Salaire : paiement L’employeur ne peut être dispensé de payer leur salaire aux salariés qui se tiennent à sa disposition que s’il démontre l’existence d’une situation contraignante l’empêchant de fournir du travail. (Cass. soc. 10 février 2016. Pourvoi n° 14-14259). Suite à un arrêt de travail, une assistante de direction est déclarée par le médecin du travail, le 30 janvier 2012, inapte à son poste, en une seule visite, avec mention d’un danger immédiat. Le 8 février, elle saisit les prud’hommes d’une demande en résiliation judiciaire de son contrat de travail. Elle est licenciée, le 5 mars, pour inaptitude et impossibilité de reclassement. Pour les juges du fond, il n’y avait pas lieu de procéder à la résiliation judiciaire du contrat de travail, notamment pour défaut de paiement de trois jours de salaire en janvier 2012 : la salariée, en arrêt maladie jusqu’au 22 janvier, n’avait pas fait part à l’employeur de l’absence de prolongation de cet arrêt, et de son retour dans l’entreprise le 23 janvier ; l’employeur qui n’avait pas connaissance de la date de retour de la salariée, ne pouvait donc organiser la visite de reprise avant cette date. La chambre sociale de la Haute cour annule cette décision d’appel.
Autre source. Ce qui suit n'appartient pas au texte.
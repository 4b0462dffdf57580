//! FITS reading and writing.
//!
//! A FITS header is a sequence of 2880-byte blocks, each holding thirty-six
//! 80-byte "cards" of the form `KEYWORD = VALUE / COMMENT`. We only need the
//! keywords flat calibration actually inspects (geometry, `BSCALE`/`BZERO`,
//! and the metadata fields the reader looks up), so this is not a general
//! FITS library: anything this crate doesn't recognize is preserved verbatim
//! in the keyword map and re-emitted on write, but never interpreted.

use flatcal_grid::{ImageData, Keywords};

use crate::error::{Error, Result};

const BLOCK_SIZE: usize = 2880;
const CARD_SIZE: usize = 80;
const CARDS_PER_BLOCK: usize = BLOCK_SIZE / CARD_SIZE;

/// Reads only the header cards, stopping at `END`. Used by the metadata
/// reader, which never needs pixel data.
pub fn read_headers(path: &std::path::Path) -> Result<Keywords> {
    let bytes = std::fs::read(path)?;
    let (keywords, _header_blocks) = parse_header(&bytes)?;
    Ok(keywords)
}

/// Reads headers and decodes the full pixel plane.
pub fn read(path: &std::path::Path) -> Result<ImageData> {
    let bytes = std::fs::read(path)?;
    let (keywords, header_blocks) = parse_header(&bytes)?;
    let geometry = Geometry::from_keywords(&keywords)?;

    let data_start = header_blocks * BLOCK_SIZE;
    let sample_bytes = (geometry.bitpix.unsigned_abs() / 8) as usize;
    let pixel_count = geometry.width * geometry.height * geometry.channels;
    let data_len = pixel_count * sample_bytes;

    let data = bytes
        .get(data_start..data_start + data_len)
        .ok_or(Error::TruncatedHeader)?;

    let pixels = decode_pixels(data, geometry.bitpix, geometry.bscale, geometry.bzero, pixel_count)?;
    Ok(ImageData::new(geometry.width, geometry.height, geometry.channels, pixels, keywords))
}

struct Geometry {
    width: usize,
    height: usize,
    channels: usize,
    bitpix: i32,
    bscale: f64,
    bzero: f64,
}

impl Geometry {
    fn from_keywords(kw: &Keywords) -> Result<Self> {
        let bitpix: i32 = required_int(kw, "BITPIX")?;
        let naxis: i32 = required_int(kw, "NAXIS")?;
        if !(2..=3).contains(&naxis) {
            return Err(Error::BadGeometry(format!("unsupported NAXIS={naxis}")));
        }
        let width = required_int::<usize>(kw, "NAXIS1")?;
        let height = required_int::<usize>(kw, "NAXIS2")?;
        let channels = if naxis == 3 {
            required_int::<usize>(kw, "NAXIS3")?
        } else {
            1
        };
        if !matches!(bitpix, 8 | 16 | 32 | -32 | -64) {
            return Err(Error::UnsupportedFormat(format!("BITPIX={bitpix}")));
        }
        let bscale = kw.get("BSCALE").and_then(|v| v.parse().ok()).unwrap_or(1.0);
        let bzero = kw.get("BZERO").and_then(|v| v.parse().ok()).unwrap_or(0.0);
        Ok(Self {
            width,
            height,
            channels,
            bitpix,
            bscale,
            bzero,
        })
    }
}

fn required_int<T: std::str::FromStr>(kw: &Keywords, key: &str) -> Result<T> {
    kw.get(key)
        .and_then(|v| v.parse().ok())
        .ok_or_else(|| Error::BadGeometry(format!("missing or invalid {key}")))
}

fn decode_pixels(data: &[u8], bitpix: i32, bscale: f64, bzero: f64, count: usize) -> Result<Vec<f64>> {
    let mut out = Vec::with_capacity(count);
    match bitpix {
        8 => {
            for &b in &data[..count] {
                out.push((b as f64 * bscale + bzero) / 255.0);
            }
        }
        16 => {
            for chunk in data[..count * 2].chunks_exact(2) {
                let raw = i16::from_be_bytes([chunk[0], chunk[1]]);
                out.push((raw as f64 * bscale + bzero) / 65535.0);
            }
        }
        32 => {
            for chunk in data[..count * 4].chunks_exact(4) {
                let raw = i32::from_be_bytes([chunk[0], chunk[1], chunk[2], chunk[3]]);
                out.push(raw as f64 * bscale + bzero);
            }
        }
        -32 => {
            for chunk in data[..count * 4].chunks_exact(4) {
                let raw = f32::from_be_bytes([chunk[0], chunk[1], chunk[2], chunk[3]]);
                out.push(raw as f64 * bscale + bzero);
            }
        }
        -64 => {
            for chunk in data[..count * 8].chunks_exact(8) {
                let raw = f64::from_be_bytes(chunk.try_into().unwrap());
                out.push(raw * bscale + bzero);
            }
        }
        other => return Err(Error::UnsupportedFormat(format!("BITPIX={other}"))),
    }
    Ok(out)
}

/// Parses header cards from the start of `bytes`. Returns the keyword map
/// and the number of 2880-byte blocks the header occupied (so the caller
/// knows where pixel data begins).
fn parse_header(bytes: &[u8]) -> Result<(Keywords, usize)> {
    let mut keywords = Keywords::new();
    let mut block_idx = 0;
    loop {
        let start = block_idx * BLOCK_SIZE;
        let block = bytes
            .get(start..start + BLOCK_SIZE)
            .ok_or(Error::TruncatedHeader)?;
        block_idx += 1;

        let mut ended = false;
        for card_idx in 0..CARDS_PER_BLOCK {
            let card_start = card_idx * CARD_SIZE;
            let card = &block[card_start..card_start + CARD_SIZE];
            let card = String::from_utf8_lossy(card);
            let card = card.trim_end();

            if card.trim() == "END" || card.starts_with("END ") {
                ended = true;
                break;
            }
            if let Some((key, value)) = parse_card(card) {
                keywords.set(key, value);
            }
        }
        if ended {
            return Ok((keywords, block_idx));
        }
    }
}

/// Parses one 80-byte card into `(key, value)`, or `None` for cards with no
/// keyword value (blank, `COMMENT`, `HISTORY`, or malformed cards we choose
/// to skip rather than fail the whole read on).
fn parse_card(card: &str) -> Option<(String, String)> {
    let eq = card.find('=')?;
    if eq > 8 {
        // Not a value card: '=' should appear at column 9 (index 8). Treat
        // anything else as a comment-style card.
        return None;
    }
    let key = card[..eq].trim().to_string();
    if key.is_empty() {
        return None;
    }
    let rest = &card[eq + 1..];
    let value = extract_value(rest);
    Some((key, value))
}

/// Extracts the value portion of a card, stopping at an unquoted `/` comment
/// delimiter, and stripping surrounding quotes/whitespace.
fn extract_value(rest: &str) -> String {
    let rest = rest.trim_start();
    if let Some(stripped) = rest.strip_prefix('\'') {
        // Quoted string value: find the closing quote, treating '' as an
        // escaped single quote.
        let bytes = stripped.as_bytes();
        let mut i = 0;
        let mut value = String::new();
        while i < bytes.len() {
            if bytes[i] == b'\'' {
                if i + 1 < bytes.len() && bytes[i + 1] == b'\'' {
                    value.push('\'');
                    i += 2;
                    continue;
                }
                break;
            }
            value.push(bytes[i] as char);
            i += 1;
        }
        value.trim().to_string()
    } else {
        let value_part = match rest.find('/') {
            Some(slash) => &rest[..slash],
            None => rest,
        };
        value_part.trim().to_string()
    }
}

/// Writes a primary HDU: `BITPIX=-32`, big-endian, 2880-aligned, with all
/// inherited keywords re-emitted except the structural ones this function
/// regenerates itself.
pub fn write(path: &std::path::Path, image: &ImageData) -> Result<()> {
    let mut cards = Vec::new();
    push_card(&mut cards, "SIMPLE", "T", Some("conforms to FITS standard"));
    push_card(&mut cards, "BITPIX", "-32", Some("IEEE single-precision float"));
    let naxis = if image.channels() > 1 { 3 } else { 2 };
    push_card(&mut cards, "NAXIS", &naxis.to_string(), None);
    push_card(&mut cards, "NAXIS1", &image.width().to_string(), None);
    push_card(&mut cards, "NAXIS2", &image.height().to_string(), None);
    if naxis == 3 {
        push_card(&mut cards, "NAXIS3", &image.channels().to_string(), None);
    }
    push_card(&mut cards, "BSCALE", "1.0", None);
    push_card(&mut cards, "BZERO", "0.0", None);

    const STRUCTURAL: &[&str] = &[
        "SIMPLE", "BITPIX", "NAXIS", "NAXIS1", "NAXIS2", "NAXIS3", "BSCALE", "BZERO", "END",
    ];
    for (key, value) in image.keywords().iter() {
        if STRUCTURAL.contains(&key.to_ascii_uppercase().as_str()) {
            continue;
        }
        push_card(&mut cards, key, value, None);
    }
    cards.push(format_card("END", None, None));

    let mut header = Vec::new();
    for card in &cards {
        header.extend_from_slice(card.as_bytes());
    }
    pad_to_block(&mut header, b' ');

    let mut data = Vec::with_capacity(image.pixels().len() * 4);
    for &p in image.pixels() {
        data.extend_from_slice(&(p as f32).to_be_bytes());
    }
    pad_to_block(&mut data, 0);

    let mut out = header;
    out.extend_from_slice(&data);
    std::fs::write(path, out)?;
    Ok(())
}

fn push_card(cards: &mut Vec<String>, key: &str, value: &str, comment: Option<&str>) {
    cards.push(format_card(key, Some(value), comment));
}

fn format_card(key: &str, value: Option<&str>, comment: Option<&str>) -> String {
    let mut line = format!("{key:<8}");
    if let Some(value) = value {
        line.push_str("= ");
        let needs_quotes = value.parse::<f64>().is_err() && value != "T" && value != "F";
        if needs_quotes {
            line.push('\'');
            line.push_str(value);
            line.push('\'');
        } else {
            line.push_str(value);
        }
    }
    if let Some(comment) = comment {
        line.push_str(" / ");
        line.push_str(comment);
    }
    if line.len() > CARD_SIZE {
        line.truncate(CARD_SIZE);
    } else {
        line.push_str(&" ".repeat(CARD_SIZE - line.len()));
    }
    line
}

fn pad_to_block(buf: &mut Vec<u8>, fill: u8) {
    let rem = buf.len() % BLOCK_SIZE;
    if rem != 0 {
        buf.extend(std::iter::repeat(fill).take(BLOCK_SIZE - rem));
    }
}

#[cfg(test)]
mod tests {
    use super::*;
    use flatcal_grid::Keywords;

    fn synthetic_fits(width: usize, height: usize, bitpix: i32, raw: &[u8], extra: &[(&str, &str)]) -> Vec<u8> {
        let mut cards = vec![
            format_card("SIMPLE", Some("T"), None),
            format_card("BITPIX", Some(&bitpix.to_string()), None),
            format_card("NAXIS", Some("2"), None),
            format_card("NAXIS1", Some(&width.to_string()), None),
            format_card("NAXIS2", Some(&height.to_string()), None),
        ];
        for (k, v) in extra {
            cards.push(format_card(k, Some(v), None));
        }
        cards.push(format_card("END", None, None));
        let mut header = Vec::new();
        for c in &cards {
            header.extend_from_slice(c.as_bytes());
        }
        pad_to_block(&mut header, b' ');
        let mut data = raw.to_vec();
        pad_to_block(&mut data, 0);
        header.extend_from_slice(&data);
        header
    }

    #[test]
    fn parses_simple_card() {
        let card = format_card("EXPTIME", Some("1.5"), Some("seconds"));
        let (key, value) = parse_card(&card).unwrap();
        assert_eq!(key, "EXPTIME");
        assert_eq!(value, "1.5");
    }

    #[test]
    fn parses_quoted_string_with_slash() {
        let card = format_card("DATE-OBS", Some("2024-01-02T03:04:05"), None);
        let (_key, value) = parse_card(&card).unwrap();
        assert_eq!(value, "2024-01-02T03:04:05");
    }

    #[test]
    fn round_trips_32bit_float_plane() {
        let dir = tempfile::tempdir().unwrap();
        let path = dir.path().join("x.fits");
        let mut kw = Keywords::new();
        kw.set("IMAGETYP", "Flat");
        let image = ImageData::new(2, 2, 1, vec![0.1, 0.2, 0.3, 0.4], kw);
        write(&path, &image).unwrap();
        let back = read(&path).unwrap();
        assert_eq!(back.width(), 2);
        assert_eq!(back.height(), 2);
        for (a, b) in image.pixels().iter().zip(back.pixels()) {
            assert!((*a as f32 - *b as f32).abs() < 1e-6);
        }
        assert_eq!(back.keywords().get("IMAGETYP"), Some("Flat"));
    }

    #[test]
    fn decodes_8bit_unsigned_normalized() {
        let bytes = synthetic_fits(2, 1, 8, &[0, 255], &[]);
        let dir = tempfile::tempdir().unwrap();
        let path = dir.path().join("u8.fits");
        std::fs::write(&path, &bytes).unwrap();
        let image = read(&path).unwrap();
        assert!((image.pixels()[0] - 0.0).abs() < 1e-9);
        assert!((image.pixels()[1] - 1.0).abs() < 1e-9);
    }

    #[test]
    fn decodes_16bit_signed_with_bzero_offset_unsigned() {
        // Common unsigned-16 producers set BZERO=32768 and store signed
        // values that, once rescaled, cover the full unsigned range.
        let raw: Vec<u8> = [(-32768i16), 32767i16]
            .iter()
            .flat_map(|v| v.to_be_bytes())
            .collect();
        let bytes = synthetic_fits(2, 1, 16, &raw, &[("BZERO", "32768"), ("BSCALE", "1")]);
        let dir = tempfile::tempdir().unwrap();
        let path = dir.path().join("u16.fits");
        std::fs::write(&path, &bytes).unwrap();
        let image = read(&path).unwrap();
        assert!((image.pixels()[0] - 0.0).abs() < 1e-6);
        assert!((image.pixels()[1] - 1.0).abs() < 1e-4);
    }

    #[test]
    fn truncated_header_is_reported() {
        let bytes = vec![0u8; 100];
        let dir = tempfile::tempdir().unwrap();
        let path = dir.path().join("bad.fits");
        std::fs::write(&path, &bytes).unwrap();
        assert!(matches!(read_headers(&path), Err(Error::TruncatedHeader)));
    }

    #[test]
    fn unsupported_bitpix_is_rejected() {
        let bytes = synthetic_fits(2, 1, 12, &[0, 0, 0, 0], &[]);
        let dir = tempfile::tempdir().unwrap();
        let path = dir.path().join("bad_bitpix.fits");
        std::fs::write(&path, &bytes).unwrap();
        assert!(matches!(read(&path), Err(Error::UnsupportedFormat(_))));
    }
}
Résiliation judiciaire du contrat : liquidation En cas de résiliation judiciaire du contrat de travail, la date d’effet de la résiliation ne peut être fixée qu’au jour de la décision qui la prononce, dès lors que le contrat n’a pas été rompu avant cette date. En outre, à l’égard des salariés qui ne bénéficient pas d’une protection particulière contre les licenciements, les créances résultant de la rupture des contrats de travail ne sont garanties par l’AGS qu’à la condition que cette rupture intervienne, en cas de liquidation judiciaire de l’employeur, dans les 15 jours suivant le jugement de liquidation ou pendant le maintien provisoire de l’activité autorisé par le jugement. (Cass. soc. 20 janvier 2016. Pourvoi n° 14-10136 – 14-10134). Une société avait été placée en liquidation judiciaire. Par lettre du 15 mars 2011, le liquidateur judiciaire avait informé le salarié de la résiliation du contrat de location gérance et du transfert à sa personne, en application des dispositions de l’article L. 1224-1 du Code du travail, des contrats de travail attachés au fonds de commerce. L’intéressé avait saisi la juridiction prud’homale. Pour fixer la prise d’effet de la résiliation judiciaire au 15 mars 2011, fixer les créances du salarié au passif de la liquidation judiciaire et dire que l’AGS devait garantir ces créances, les juges du fond avaient retenu que la rupture était formalisée par la lettre du mandataire liquidateur à cette date, avisant le salarié qu’il n’existait plus de relation entre lui et la société ; la liquidation judiciaire ayant été prononcée le 11 mars 2011 et le contrat de travail rompu à la date du 15 mars 2011, la garantie de l’AGS était acquise au salarié. Pour la chambre sociale de la Cour de cassation, aucun licenciement n’avait été prononcé dans les 15 jours suivant le jugement de liquidation judiciaire et la rupture du contrat de travail ne pouvait résulter du seul fait que le mandataire-liquidateur avait avisé le salarié du transfert de son contrat de travail.